RECORDED DATA:
++++++
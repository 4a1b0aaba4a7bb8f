//! Open Packaging Conventions helpers for xlsx packages
use crate::error::NestedSheetError;
use crate::helpers::reader::UnifiedReader;
use crate::helpers::xml::XmlNodeHelper;
use crate::helpers::zip::ZipHelper;
use crate::match_xml_events;
use crate::spreadsheet::SpreadsheetError;
use quick_xml::events::Event;
use std::collections::HashMap;
use zip::ZipArchive;

/// Local name of a relationship element
const TAG_RELATIONSHIP: &[u8] = b"Relationship";

/// Relationship types of worksheets end with this; chartsheets and dialog sheets hold no cells
const WORKSHEET_TYPE_SUFFIX: &str = "/worksheet";

/// Loads the worksheet targets of a relationships part
///
/// # Arguments
/// * `zip` - Zip archive handle
/// * `path` - Path of the `.rels` part within the archive
///
/// # Returns
/// Mapping of relationship IDs to worksheet part paths
pub(super) fn load_worksheet_targets(zip: &mut ZipArchive<UnifiedReader>, path: &str) -> Result<HashMap<String, String>, NestedSheetError> {
    let mut reader = zip.xml_reader(path)?
        .ok_or_else(|| SpreadsheetError::FileError(path.to_owned()))?;
    let mut targets = HashMap::<String, String>::new();
    match_xml_events!(reader => {
        Event::Start(event) if event.local_name().as_ref() == TAG_RELATIONSHIP => {
            let is_worksheet = event.get_attribute_value("Type")?
                .map_or(true, |kind| kind.ends_with(WORKSHEET_TYPE_SUFFIX));
            if is_worksheet {
                if let (Some(id), Some(target)) = (event.get_attribute_value("Id")?, event.get_attribute_value("Target")?) {
                    targets.insert(id.into_owned(), resolve_target(&target));
                }
            }
        }
    });
    Ok(targets)
}

/// Resolves a workbook relationship target to a part path
///
/// Targets are relative to `xl/` unless they start with `/`; `.` and `..` segments
/// are folded. Some writers emit `xl/...` without the leading slash, which is taken
/// as already rooted.
pub(crate) fn resolve_target(target: &str) -> String {
    let rooted = target.starts_with('/') || target.starts_with("xl/");
    let mut segments: Vec<&str> = if rooted { Vec::new() } else { vec!["xl"] };
    for segment in target.split('/') {
        match segment {
            "" | "." => (),
            ".." => {
                segments.pop();
            }
            segment => segments.push(segment),
        }
    }
    segments.join("/")
}

#[cfg(test)]
mod tests {
    use super::*;

    #[test]
    fn relationship_targets() {
        assert_eq!(resolve_target("worksheets/sheet1.xml"), "xl/worksheets/sheet1.xml");
        assert_eq!(resolve_target("/xl/worksheets/sheet2.xml"), "xl/worksheets/sheet2.xml");
        assert_eq!(resolve_target("xl/worksheets/sheet3.xml"), "xl/worksheets/sheet3.xml");
        assert_eq!(resolve_target("./worksheets/sheet4.xml"), "xl/worksheets/sheet4.xml");
        assert_eq!(resolve_target("../xl/worksheets/sheet5.xml"), "xl/worksheets/sheet5.xml");
    }
}
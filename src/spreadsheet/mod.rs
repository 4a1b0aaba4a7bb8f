//! # Spreadsheet Access Module
//!
//! Read-only access to the cells of a worksheet: their text content, formatting runs
//! and border lines. Worksheets come either from an xlsx package ([`XlsxWorkbook`])
//! or are assembled in memory ([`GridSheet`]).
use crate::spreadsheet::cell::Cell;
use thiserror::Error;

pub mod cell;
pub(crate) mod excel;
pub mod metadata;
pub mod reference;
pub mod sheet;
pub(crate) mod styles;
pub mod text;
pub mod xlsx;

pub use sheet::GridSheet;
pub use xlsx::XlsxWorkbook;

/// Errors raised while loading a workbook package.
#[derive(Error, Debug)]
pub enum SpreadsheetError {
    #[error("Missing workbook part '{0}'")]
    FileError(String),

    #[error("Spreadsheet '{0}' contains no sheet")]
    SpreadsheetEmptyError(String),
}

/// Read-only view of one worksheet.
///
/// Implementations must be safe for concurrent reads when several rectangles of the
/// same sheet are parsed in parallel; the parser never mutates a worksheet.
pub trait Worksheet {
    /// Name of the sheet.
    fn name(&self) -> &str;

    /// 0-based index of the last row present in the sheet, `None` for an empty sheet.
    fn last_row_index(&self) -> Option<usize>;

    /// The physical cell at the given 0-based position, `None` if absent.
    fn cell(&self, row: usize, column: usize) -> Option<&Cell>;
}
++++++
TASK:
Each record above should be transcribed exactly.

EXPECTED OUTPUT:
repository 4a1b0aaba4a7bb8f
//! Open Packaging Conventions helpers for xlsx packages
use crate::error::NestedSheetError;
use crate::helpers::reader::UnifiedReader;
use crate::helpers::xml::XmlNodeHelper;
use crate::helpers::zip::ZipHelper;
use crate::match_xml_events;
use crate::spreadsheet::SpreadsheetError;
use quick_xml::events::Event;
use std::collections::HashMap;
use zip::ZipArchive;

/// Local name of a relationship element
const TAG_RELATIONSHIP: &[u8] = b"Relationship";

/// Relationship types of worksheets end with this; chartsheets and dialog sheets hold no cells
const WORKSHEET_TYPE_SUFFIX: &str = "/worksheet";

/// Loads the worksheet targets of a relationships part
///
/// # Arguments
/// * `zip` - Zip archive handle
/// * `path` - Path of the `.rels` part within the archive
///
/// # Returns
/// Mapping of relationship IDs to worksheet part paths
pub(super) fn load_worksheet_targets(zip: &mut ZipArchive<UnifiedReader>, path: &str) -> Result<HashMap<String, String>, NestedSheetError> {
    let mut reader = zip.xml_reader(path)?
        .ok_or_else(|| SpreadsheetError::FileError(path.to_owned()))?;
    let mut targets = HashMap::<String, String>::new();
    match_xml_events!(reader => {
        Event::Start(event) if event.local_name().as_ref() == TAG_RELATIONSHIP => {
            let is_worksheet = event.get_attribute_value("Type")?
                .map_or(true, |kind| kind.ends_with(WORKSHEET_TYPE_SUFFIX));
            if is_worksheet {
                if let (Some(id), Some(target)) = (event.get_attribute_value("Id")?, event.get_attribute_value("Target")?) {
                    targets.insert(id.into_owned(), resolve_target(&target));
                }
            }
        }
    });
    Ok(targets)
}

/// Resolves a workbook relationship target to a part path
///
/// Targets are relative to `xl/` unless they start with `/`; `.` and `..` segments
/// are folded. Some writers emit `xl/...` without the leading slash, which is taken
/// as already rooted.
pub(crate) fn resolve_target(target: &str) -> String {
    let rooted = target.starts_with('/') || target.starts_with("xl/");
    let mut segments: Vec<&str> = if rooted { Vec::new() } else { vec!["xl"] };
    for segment in target.split('/') {
        match segment {
            "" | "." => (),
            ".." => {
                segments.pop();
            }
            segment => segments.push(segment),
        }
    }
    segments.join("/")
}

#[cfg(test)]
mod tests {
    use super::*;

    #[test]
    fn relationship_targets() {
        assert_eq!(resolve_target("worksheets/sheet1.xml"), "xl/worksheets/sheet1.xml");
        assert_eq!(resolve_target("/xl/worksheets/sheet2.xml"), "xl/worksheets/sheet2.xml");
        assert_eq!(resolve_target("xl/worksheets/sheet3.xml"), "xl/worksheets/sheet3.xml");
        assert_eq!(resolve_target("./worksheets/sheet4.xml"), "xl/worksheets/sheet4.xml");
        assert_eq!(resolve_target("../xl/worksheets/sheet5.xml"), "xl/worksheets/sheet5.xml");
    }
}
filename src/spreadsheet/mod.rs
repository 4a1b0aaba4a7bb8f
//! # Spreadsheet Access Module
//!
//! Read-only access to the cells of a worksheet: their text content, formatting runs
//! and border lines. Worksheets come either from an xlsx package ([`XlsxWorkbook`])
//! or are assembled in memory ([`GridSheet`]).
use crate::spreadsheet::cell::Cell;
use thiserror::Error;

pub mod cell;
pub(crate) mod excel;
pub mod metadata;
pub mod reference;
pub mod sheet;
pub(crate) mod styles;
pub mod text;
pub mod xlsx;

pub use sheet::GridSheet;
pub use xlsx::XlsxWorkbook;

/// Errors raised while loading a workbook package.
#[derive(Error, Debug)]
pub enum SpreadsheetError {
    #[error("Missing workbook part '{0}'")]
    FileError(String),

    #[error("Spreadsheet '{0}' contains no sheet")]
    SpreadsheetEmptyError(String),
}

/// Read-only view of one worksheet.
///
/// Implementations must be safe for concurrent reads when several rectangles of the
/// same sheet are parsed in parallel; the parser never mutates a worksheet.
pub trait Worksheet {
    /// Name of the sheet.
    fn name(&self) -> &str;

    /// 0-based index of the last row present in the sheet, `None` for an empty sheet.
    fn last_row_index(&self) -> Option<usize>;

    /// The physical cell at the given 0-based position, `None` if absent.
    fn cell(&self, row: usize, column: usize) -> Option<&Cell>;
}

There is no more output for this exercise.